Harper left the game and needed 11 stitches to close a gash on his chin, while X-rays of his banged-up knee and shoulder were negative.

At no point was Harper diagnosed with a concussion.

That ignited a minicontroversy from armchair neurologists, insisting Harper, in fact, sustained a concussion and the Nationals wouldn’t acknowledge it. They pointed to three items, in particular:

1. Harper’s disorientation after making the wall’s acquaintance

2. Mild nausea similar to carsickness Harper mentioned to reporters the next day (it abated after he ate dinner)

3. Ill-informed comments by Davey Johnson insisting, incorrectly, that one can’t get a concussion from being hit on the chin or being knocked out (no one claimed Harper lost consciousness)

The vitriol generated by the nondiagnosis would leave one believing the Nationals engaged in a Nixonian cover-up with all the concussion know-how of Dr. Ira Casson, the NFL’s infamous “Dr. No,” to shove baseball’s brightest young star this side of Mike Trout back on the field.

“Everybody thinks they’re doctors and everybody thinks they know this and know that,” Harper told our Amanda Comak the other day. “The Nationals did everything they should. My trainers did everything. I saw two doctors in L.A. three days in a row. My trainers did everything. I feel better and my head, I feel fine.”

The well-intentioned caution and concern from living rooms and laptops across the country is laudable (and offering diagnoses based on scraps of information and television clips is tempting). Dr. Jeffrey Kutcher, who directs the University of Michigan’s Neurosport Program and the NBA’s concussion program, regularly receives video clips of athletes outraged senders believed were “obviously concussed.”

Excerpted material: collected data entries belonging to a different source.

//! Semaphore-based limiter for concurrent agent executions.
//!
//! The [`ConcurrencyLimiter`] caps how many agent attempts run at once across
//! the whole runtime. Permits are issued via a Tokio semaphore; each permit
//! also updates the in-flight and peak counters reported in status snapshots.

use std::sync::Arc;
use std::sync::atomic::{AtomicUsize, Ordering};

use tokio::sync::{OwnedSemaphorePermit, Semaphore};
use tracing::{debug, info};

/// Default maximum number of concurrent agent executions.
pub const DEFAULT_MAX_CONCURRENCY: usize = 5;

/// A permit granting the right to run one agent attempt.
///
/// When dropped, the permit is automatically returned to the limiter.
pub struct LimiterPermit {
    _permit: OwnedSemaphorePermit,
    in_flight: Arc<AtomicUsize>,
}

impl Drop for LimiterPermit {
    fn drop(&mut self) {
        self.in_flight.fetch_sub(1, Ordering::SeqCst);
    }
}

impl std::fmt::Debug for LimiterPermit {
    fn fmt(&self, f: &mut std::fmt::Formatter<'_>) -> std::fmt::Result {
        f.debug_struct("LimiterPermit").finish_non_exhaustive()
    }
}

/// Global concurrency limiter shared by every supervisor.
pub struct ConcurrencyLimiter {
    semaphore: Arc<Semaphore>,
    max_concurrency: usize,
    in_flight: Arc<AtomicUsize>,
    peak: AtomicUsize,
}

impl ConcurrencyLimiter {
    /// Create a new limiter with the given concurrency limit.
    pub fn new(max_concurrency: usize) -> Self {
        let limit = if max_concurrency == 0 {
            DEFAULT_MAX_CONCURRENCY
        } else {
            max_concurrency
        };

        info!(max_concurrency = limit, "ConcurrencyLimiter created");

        Self {
            semaphore: Arc::new(Semaphore::new(limit)),
            max_concurrency: limit,
            in_flight: Arc::new(AtomicUsize::new(0)),
            peak: AtomicUsize::new(0),
        }
    }

    /// Acquire a permit without waiting.
    ///
    /// Returns `None` if every permit is taken or the limiter is closed.
    pub fn try_acquire(&self) -> Option<LimiterPermit> {
        let permit = Arc::clone(&self.semaphore).try_acquire_owned().ok()?;
        Some(self.wrap(permit))
    }

    /// Acquire a permit, waiting until one becomes available.
    pub async fn acquire(&self) -> Result<LimiterPermit, LimiterError> {
        let permit = Arc::clone(&self.semaphore)
            .acquire_owned()
            .await
            .map_err(|_| LimiterError::Closed)?;
        Ok(self.wrap(permit))
    }

    fn wrap(&self, permit: OwnedSemaphorePermit) -> LimiterPermit {
        let now = self.in_flight.fetch_add(1, Ordering::SeqCst) + 1;
        self.peak.fetch_max(now, Ordering::SeqCst);
        debug!(in_flight = now, "Limiter permit acquired");
        LimiterPermit {
            _permit: permit,
            in_flight: Arc::clone(&self.in_flight),
        }
    }

    /// Close the limiter; pending and future `acquire` calls fail.
    pub fn close(&self) {
        self.semaphore.close();
    }

    pub fn is_closed(&self) -> bool {
        self.semaphore.is_closed()
    }

    /// Maximum concurrency limit.
    pub const fn max_concurrency(&self) -> usize {
        self.max_concurrency
    }

    /// Number of available permits remaining.
    pub fn available_permits(&self) -> usize {
        self.semaphore.available_permits()
    }

    /// Permits currently held.
    pub fn in_flight(&self) -> usize {
        self.in_flight.load(Ordering::SeqCst)
    }

    /// Highest number of permits ever held at once.
    pub fn peak_in_flight(&self) -> usize {
        self.peak.load(Ordering::SeqCst)
    }
}

impl Default for ConcurrencyLimiter {
    fn default() -> Self {
        Self::new(DEFAULT_MAX_CONCURRENCY)
    }
}

/// Errors from the concurrency limiter.
#[derive(Debug, thiserror::Error)]
pub enum LimiterError {
    /// The semaphore was closed (runtime shut down).
    #[error("Concurrency limiter has been closed")]
    Closed,
}
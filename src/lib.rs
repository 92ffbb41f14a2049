//! Photopipe
//!
//! Asynchronous image-editing job service: generative edits through the
//! OpenAI images API, face swaps through an external swap engine, and
//! multi-stage composite jobs combining both. Clients submit jobs over
//! HTTP and poll for status and artifact URLs.

pub mod app_state;
pub mod config;
pub mod models;
pub mod routes;
pub mod services;
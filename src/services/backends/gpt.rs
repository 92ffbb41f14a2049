use async_trait::async_trait;
use base64::Engine;
use reqwest::multipart::{Form, Part};
use reqwest::Client;
use serde::Deserialize;
use std::time::Duration;

use crate::models::job::ProcessingOptions;
use crate::services::backends::{BackendError, EditBackend};

/// Instruction appended to every edit prompt so the generative model leaves
/// identified persons' faces untouched for the face-swap stage.
const FACE_PRESERVATION_SUFFIX: &str = " Preserve the original pixels of the subjects' faces, \
skin, eyes, hair, contours, and expression exactly as they are, with no retouching. \
Naturally generate the clothing and body, filling in any missing parts.";

/// Client for the OpenAI images-edit endpoint (`gpt-image-1`).
pub struct GptEditClient {
    http: Client,
    base_url: String,
    api_key: String,
    model: String,
}

#[derive(Deserialize)]
struct ImagesEditResponse {
    data: Vec<ImageDatum>,
}

#[derive(Deserialize)]
struct ImageDatum {
    b64_json: String,
}

impl GptEditClient {
    pub fn new(
        base_url: impl Into<String>,
        api_key: impl Into<String>,
        model: impl Into<String>,
        timeout: Duration,
    ) -> Self {
        let http = Client::builder()
            .timeout(timeout)
            .build()
            .expect("failed to build HTTP client");
        Self {
            http,
            base_url: base_url.into().trim_end_matches('/').to_string(),
            api_key: api_key.into(),
            model: model.into(),
        }
    }

    /// Render processing options into the prompt sent to the model.
    fn render_prompt(options: &ProcessingOptions) -> String {
        let base = match options {
            ProcessingOptions::Color { color } => {
                format!("Transform into a group photo with {color} background color.")
            }
            ProcessingOptions::Prompt { prompt } => prompt.clone(),
        };
        format!("{base}{FACE_PRESERVATION_SUFFIX}")
    }
}

#[async_trait]
impl EditBackend for GptEditClient {
    async fn edit(
        &self,
        image: &[u8],
        options: &ProcessingOptions,
    ) -> Result<Vec<u8>, BackendError> {
        let part = Part::bytes(image.to_vec())
            .file_name("input.png")
            .mime_str("image/png")
            .map_err(|e| BackendError::Unexpected(e.to_string()))?;

        let form = Form::new()
            .part("image", part)
            .text("model", self.model.clone())
            .text("prompt", Self::render_prompt(options))
            .text("size", "1024x1024")
            .text("input_fidelity", "high");

        let response = self
            .http
            .post(format!("{}/images/edits", self.base_url))
            .bearer_auth(&self.api_key)
            .multipart(form)
            .send()
            .await
            .map_err(BackendError::from_transport)?;

        let status = response.status();
        if !status.is_success() {
            let body = response.text().await.unwrap_or_default();
            return Err(BackendError::from_status(status, body));
        }

        let parsed: ImagesEditResponse = response
            .json()
            .await
            .map_err(|e| BackendError::Unexpected(format!("malformed edit response: {e}")))?;

        let datum = parsed
            .data
            .first()
            .ok_or_else(|| BackendError::Unexpected("edit response contained no image".to_string()))?;

        base64::engine::general_purpose::STANDARD
            .decode(&datum.b64_json)
            .map_err(|e| BackendError::Unexpected(format!("invalid base64 image payload: {e}")))
    }
}
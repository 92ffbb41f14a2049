pub mod faceswap;
pub mod gpt;

use async_trait::async_trait;

use crate::models::job::{FailureKind, MappingPolicy, ProcessingOptions};

/// Failure reported by an external processing backend.
#[derive(Debug, thiserror::Error)]
pub enum BackendError {
    /// Backend could not be reached or timed out. Worth retrying.
    #[error("backend unavailable: {0}")]
    Unavailable(String),

    /// Backend validated the request and declined it (e.g. no face detected).
    #[error("backend rejected request: {0}")]
    Rejected(String),

    /// Unclassified backend failure.
    #[error("unexpected backend error: {0}")]
    Unexpected(String),
}

impl BackendError {
    pub fn kind(&self) -> FailureKind {
        match self {
            BackendError::Unavailable(_) => FailureKind::Unavailable,
            BackendError::Rejected(_) => FailureKind::Rejected,
            BackendError::Unexpected(_) => FailureKind::Unexpected,
        }
    }

    pub fn is_retryable(&self) -> bool {
        matches!(self, BackendError::Unavailable(_))
    }

    /// Classify a transport-level reqwest error.
    pub(crate) fn from_transport(err: reqwest::Error) -> Self {
        if err.is_connect() || err.is_timeout() {
            BackendError::Unavailable(err.to_string())
        } else {
            BackendError::Unexpected(err.to_string())
        }
    }

    /// Classify a non-success HTTP status from a backend.
    pub(crate) fn from_status(status: reqwest::StatusCode, body: String) -> Self {
        use reqwest::StatusCode;
        let message = format!("{status}: {body}");
        if matches!(
            status,
            StatusCode::BAD_GATEWAY | StatusCode::SERVICE_UNAVAILABLE | StatusCode::GATEWAY_TIMEOUT
        ) {
            BackendError::Unavailable(message)
        } else if status.is_client_error() {
            BackendError::Rejected(message)
        } else {
            BackendError::Unexpected(message)
        }
    }
}

/// A source face resolved to bytes, keeping its submission position for
/// ordered mapping policies.
#[derive(Debug, Clone)]
pub struct SourceFace {
    pub position: usize,
    pub person_id: Option<String>,
    pub bytes: Vec<u8>,
}

/// Generative edit backend: takes the original image and the processing
/// options, returns a new image. No partial results.
#[async_trait]
pub trait EditBackend: Send + Sync {
    async fn edit(
        &self,
        image: &[u8],
        options: &ProcessingOptions,
    ) -> Result<Vec<u8>, BackendError>;
}

/// Face-swap backend: composites the given source faces onto persons in the
/// target image according to the mapping policy.
#[async_trait]
pub trait SwapBackend: Send + Sync {
    async fn swap(
        &self,
        target: &[u8],
        faces: &[SourceFace],
        mapping: &MappingPolicy,
    ) -> Result<Vec<u8>, BackendError>;
}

“The feeling that you can make this diagnosis via video, that’s completely misplaced,” Kutcher said. “Unless you are there evaluating that athlete and giving a comprehensive neurological evaluation, there’s no way to know for sure.”

Nonetheless, the not-so-subtle implication racing through the Internet of a concussion conspiracy by the Nationals makes as much sense as, well, running into walls. What could they gain by pretending Harper didn’t have a concussion or engaging in a game of semantics to avoid using the word?

The organization’s medical conservatism became legendary last year, after Stephen Strasburg was limited to 159 1/3 innings in his first full year after Tommy John surgery. They took the long view and never wavered, even under withering national criticism and October’s bright lights.

Back in 2011, in an abundance of caution, the Nationals ended Harper’s minor-league season in August over a mild hamstring strain. To believe the course would be reserved, a concussion denied and Harper’s long-term well-being put in jeopardy for a few extra May at-bats requires a certain suspension of disbelief.